■ What is required
Starting with the first line of the data that follows, transcribe every line verbatim until the line containing "to save plot" has been transcribed.

***** Records for this exercise *****

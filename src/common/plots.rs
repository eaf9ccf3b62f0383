//! Plotting infrastructure for append-only proof charts
//!
//! This module draws the two-panel figure (proof size and verification time against
//! dictionary size) using the [`plotters`] crate. Both panels share a logarithmic X-axis
//! whose ticks sit exactly on the measured dictionary sizes.
//!
//! The image is drawn into a temporary file next to the destination and renamed into place
//! once complete, so a failed render never leaves a partial PNG behind.

use super::data_structures::ChartSeries;
use crate::config::ChartStyle;
use plotters::coord::combinators::BindKeyPoints;
use plotters::coord::Shift;
use plotters::prelude::*;
use std::io;
use std::path::Path;
use tempfile::NamedTempFile;
use thiserror::Error;

/// Errors that can occur during plot generation
#[derive(Error, Debug)]
pub enum PlotError {
    #[error("Failed to create drawing area: {0}")]
    DrawingArea(String),

    #[error("Failed to configure chart: {0}")]
    ChartConfig(String),

    #[error("Failed to draw chart elements: {0}")]
    Drawing(String),

    #[error("Failed to save plot to file: {0}")]
    FileSave(#[from] std::io::Error),

    #[error("Invalid data: {0}")]
    InvalidData(String),
}

type Result<T> = core::result::Result<T, PlotError>;

/// X-axis description shared by both panels
const X_DESCRIPTION: &str = "Dictionary size";

/// Y-axis description of the proof size panel
const PROOF_SIZE_DESCRIPTION: &str = "Proof size (in KB)";

/// Y-axis description of the verification time panel
const VERIFY_TIME_DESCRIPTION: &str = "Time (in millisecs)";

/// Headroom above the largest value on the Y-axis
const Y_HEADROOM: f64 = 1.1;

/// One of the two stacked panels
struct Panel<'a> {
    caption: Option<&'a str>,
    y_description: &'a str,
    values: &'a [f64],
}

/// Renders the two-panel chart and writes it to `output_path` as a PNG
///
/// # Arguments
/// * `series` - Dictionary sizes with their proof sizes (KB) and verification times (ms)
/// * `log_base` - Base of the logarithmic X-axis
/// * `style` - Figure size, fonts and layout
/// * `output_path` - Path where the PNG file should be saved
///
/// # Returns
/// * `Ok(())` - If the chart was successfully created and saved
/// * `Err(PlotError)` - If an error occurred; nothing is written to `output_path`
///
/// # Chart Properties
/// * Resolution: `style.width` x `style.height` pixels, split evenly into two panels
/// * X-axis: Logarithmic, ticks at each dictionary size
/// * Top panel: proof size, captioned with `style.title`
/// * Bottom panel: verification time
pub fn render_chart(
    series: &ChartSeries,
    log_base: f64,
    style: &ChartStyle,
    output_path: &Path,
) -> Result<()> {
    validate_series(series)?;
    let series = log_axis_series(series);
    if series.is_empty() {
        return Err(PlotError::InvalidData(
            "No positive dictionary sizes to plot on a logarithmic axis".to_string(),
        ));
    }

    if !(log_base.is_finite() && log_base > 1.0) {
        return Err(PlotError::InvalidData(format!(
            "Log base {} must be greater than 1",
            log_base
        )));
    }

    let directory = match output_path.parent() {
        Some(parent) if !parent.as_os_str().is_empty() => parent,
        _ => Path::new("."),
    };

    let staging = create_staging_file(directory)?;

    draw_chart(&series, log_base, style, staging.path())?;

    staging
        .persist(output_path)
        .map_err(|e| PlotError::FileSave(e.error))?;

    Ok(())
}

/// Checks that the series can be drawn on a log axis
fn validate_series(series: &ChartSeries) -> Result<()> {
    if series.is_empty() {
        return Err(PlotError::InvalidData("Data cannot be empty".to_string()));
    }

    if series.proof_size_kb.len() != series.len() || series.verify_ms.len() != series.len() {
        return Err(PlotError::InvalidData(format!(
            "Expected {} values per series, got {} proof sizes and {} verification times",
            series.len(),
            series.proof_size_kb.len(),
            series.verify_ms.len()
        )));
    }

    Ok(())
}

/// Creates the file the chart is drawn into before being renamed over the destination
///
/// On unix the file is created with mode `0o666` so the process umask decides the final
/// permissions, the same as for a plain `File::create`.
fn create_staging_file(directory: &Path) -> io::Result<NamedTempFile> {
    let mut builder = tempfile::Builder::new();
    // Suffix matters: the bitmap encoder picks the image format from the extension.
    builder.prefix(".append-proof-chart-").suffix(".png");

    #[cfg(unix)]
    {
        use std::os::unix::fs::PermissionsExt;
        builder.permissions(std::fs::Permissions::from_mode(0o666));
    }

    builder.tempfile_in(directory)
}

/// Drops dictionary sizes of zero, which have no position on a logarithmic axis
///
/// Expects a series that already passed [`validate_series`].
fn log_axis_series(series: &ChartSeries) -> ChartSeries {
    let kept: Vec<usize> = (0..series.len())
        .filter(|&index| series.dict_sizes[index] > 0)
        .collect();

    let dropped = series.len() - kept.len();
    if dropped > 0 {
        log::warn!(
            "Leaving out {} point(s) with dictionary size 0 from the logarithmic axis",
            dropped
        );
    }

    ChartSeries {
        dict_sizes: kept.iter().map(|&index| series.dict_sizes[index]).collect(),
        proof_size_kb: kept.iter().map(|&index| series.proof_size_kb[index]).collect(),
        verify_ms: kept.iter().map(|&index| series.verify_ms[index]).collect(),
    }
}

/// Horizontal shift of the x tick labels
///
/// Vertical labels are centred on their tick, so without a shift the tick mark runs through
/// the digits. Moving them by a little over half a line height clears the mark.
fn x_label_offset(style: &ChartStyle) -> i32 {
    if style.rotate_x_labels {
        (style.tick_font_size / 2 + 4) as i32
    } else {
        0
    }
}

/// Computes the X-axis range, padded so the first and last points don't sit on the frame
fn x_range(x_values: &[f64], log_base: f64) -> (f64, f64) {
    let x_min = x_values.iter().copied().fold(f64::INFINITY, f64::min);
    let x_max = x_values.iter().copied().fold(f64::NEG_INFINITY, f64::max);

    // Ensure x_min >= 1.0 to avoid log(0) domain errors
    let x_min = x_min.max(1.0);
    let x_max = x_max.max(x_min);

    let padding = log_base.powf(0.1);
    (x_min / padding, x_max * padding)
}

/// Computes the upper bound of the Y-axis
fn y_upper_bound(values: &[f64]) -> f64 {
    let y_max = values
        .iter()
        .copied()
        .filter(|value| value.is_finite())
        .fold(0.0, f64::max);

    if y_max > 0.0 {
        y_max * Y_HEADROOM
    } else {
        1.0
    }
}

fn draw_chart(series: &ChartSeries, log_base: f64, style: &ChartStyle, path: &Path) -> Result<()> {
    let root = BitMapBackend::new(path, (style.width, style.height)).into_drawing_area();

    root.fill(&WHITE)
        .map_err(|e| PlotError::DrawingArea(e.to_string()))?;

    let x_values: Vec<f64> = series.dict_sizes.iter().map(|&size| size as f64).collect();

    let panels = root.split_evenly((2, 1));
    let layout = [
        Panel {
            caption: Some(style.title.as_str()),
            y_description: PROOF_SIZE_DESCRIPTION,
            values: &series.proof_size_kb,
        },
        Panel {
            caption: None,
            y_description: VERIFY_TIME_DESCRIPTION,
            values: &series.verify_ms,
        },
    ];

    for (area, panel) in panels.iter().zip(&layout) {
        draw_panel(area, panel, &x_values, log_base, style)?;
    }

    // Ensure everything is properly rendered and saved
    root.present()
        .map_err(|e| PlotError::Drawing(e.to_string()))?;

    Ok(())
}

fn draw_panel<DB: DrawingBackend>(
    area: &DrawingArea<DB, Shift>,
    panel: &Panel<'_>,
    x_values: &[f64],
    log_base: f64,
    style: &ChartStyle,
) -> Result<()> {
    let family = style.font_family.as_str();
    let (x_min, x_max) = x_range(x_values, log_base);
    let y_max = y_upper_bound(panel.values);

    let mut builder = ChartBuilder::on(area);
    builder
        .margin(style.margin)
        .x_label_area_size(style.x_label_area_size)
        .y_label_area_size(style.y_label_area_size);

    if let Some(caption) = panel.caption {
        builder.caption(caption, (family, style.title_font_size as f64));
    }

    let x_spec = (x_min..x_max)
        .log_scale()
        .base(log_base)
        .with_key_points(x_values.to_vec());

    let mut chart_context = builder
        .build_cartesian_2d(x_spec, 0.0..y_max)
        .map_err(|e| PlotError::ChartConfig(e.to_string()))?;

    let tick_font = (family, style.tick_font_size as f64).into_font();
    let x_tick_font = if style.rotate_x_labels {
        tick_font.clone().transform(FontTransform::Rotate90)
    } else {
        tick_font.clone()
    };

    chart_context
        .configure_mesh()
        .x_desc(X_DESCRIPTION)
        .y_desc(panel.y_description)
        .axis_desc_style((family, style.label_font_size as f64))
        .x_label_style(x_tick_font)
        .x_label_offset(x_label_offset(style))
        .y_label_style(tick_font)
        .x_labels(x_values.len())
        .x_label_formatter(&|x| format!("{:.0}", x))
        .y_label_formatter(&|y| format!("{:.2}", y))
        .draw()
        .map_err(|e| PlotError::Drawing(e.to_string()))?;

    let points = x_values
        .iter()
        .zip(panel.values)
        .filter(|(_, y)| y.is_finite())
        .map(|(&x, &y)| (x, y));

    chart_context
        .draw_series(LineSeries::new(points, BLUE.stroke_width(style.line_width)))
        .map_err(|e| PlotError::Drawing(e.to_string()))?;

    Ok(())
}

*****

■ Answer box
filename src/common/plots.rs
repository eaf9ccf3b62f0383
//! Plotting infrastructure for append-only proof charts
//!
//! This module draws the two-panel figure (proof size and verification time against
//! dictionary size) using the [`plotters`] crate. Both panels share a logarithmic X-axis
//! whose ticks sit exactly on the measured dictionary sizes.
//!
//! The image is drawn into a temporary file next to the destination and renamed into place
//! once complete, so a failed render never leaves a partial PNG behind.

use super::data_structures::ChartSeries;
use crate::config::ChartStyle;
use plotters::coord::combinators::BindKeyPoints;
use plotters::coord::Shift;
use plotters::prelude::*;
use std::io;
use std::path::Path;
use tempfile::NamedTempFile;
use thiserror::Error;

/// Errors that can occur during plot generation
#[derive(Error, Debug)]
pub enum PlotError {
    #[error("Failed to create drawing area: {0}")]
    DrawingArea(String),

    #[error("Failed to configure chart: {0}")]
    ChartConfig(String),

    #[error("Failed to draw chart elements: {0}")]
    Drawing(String),

    #[error("Failed to save plot to file: {0}")]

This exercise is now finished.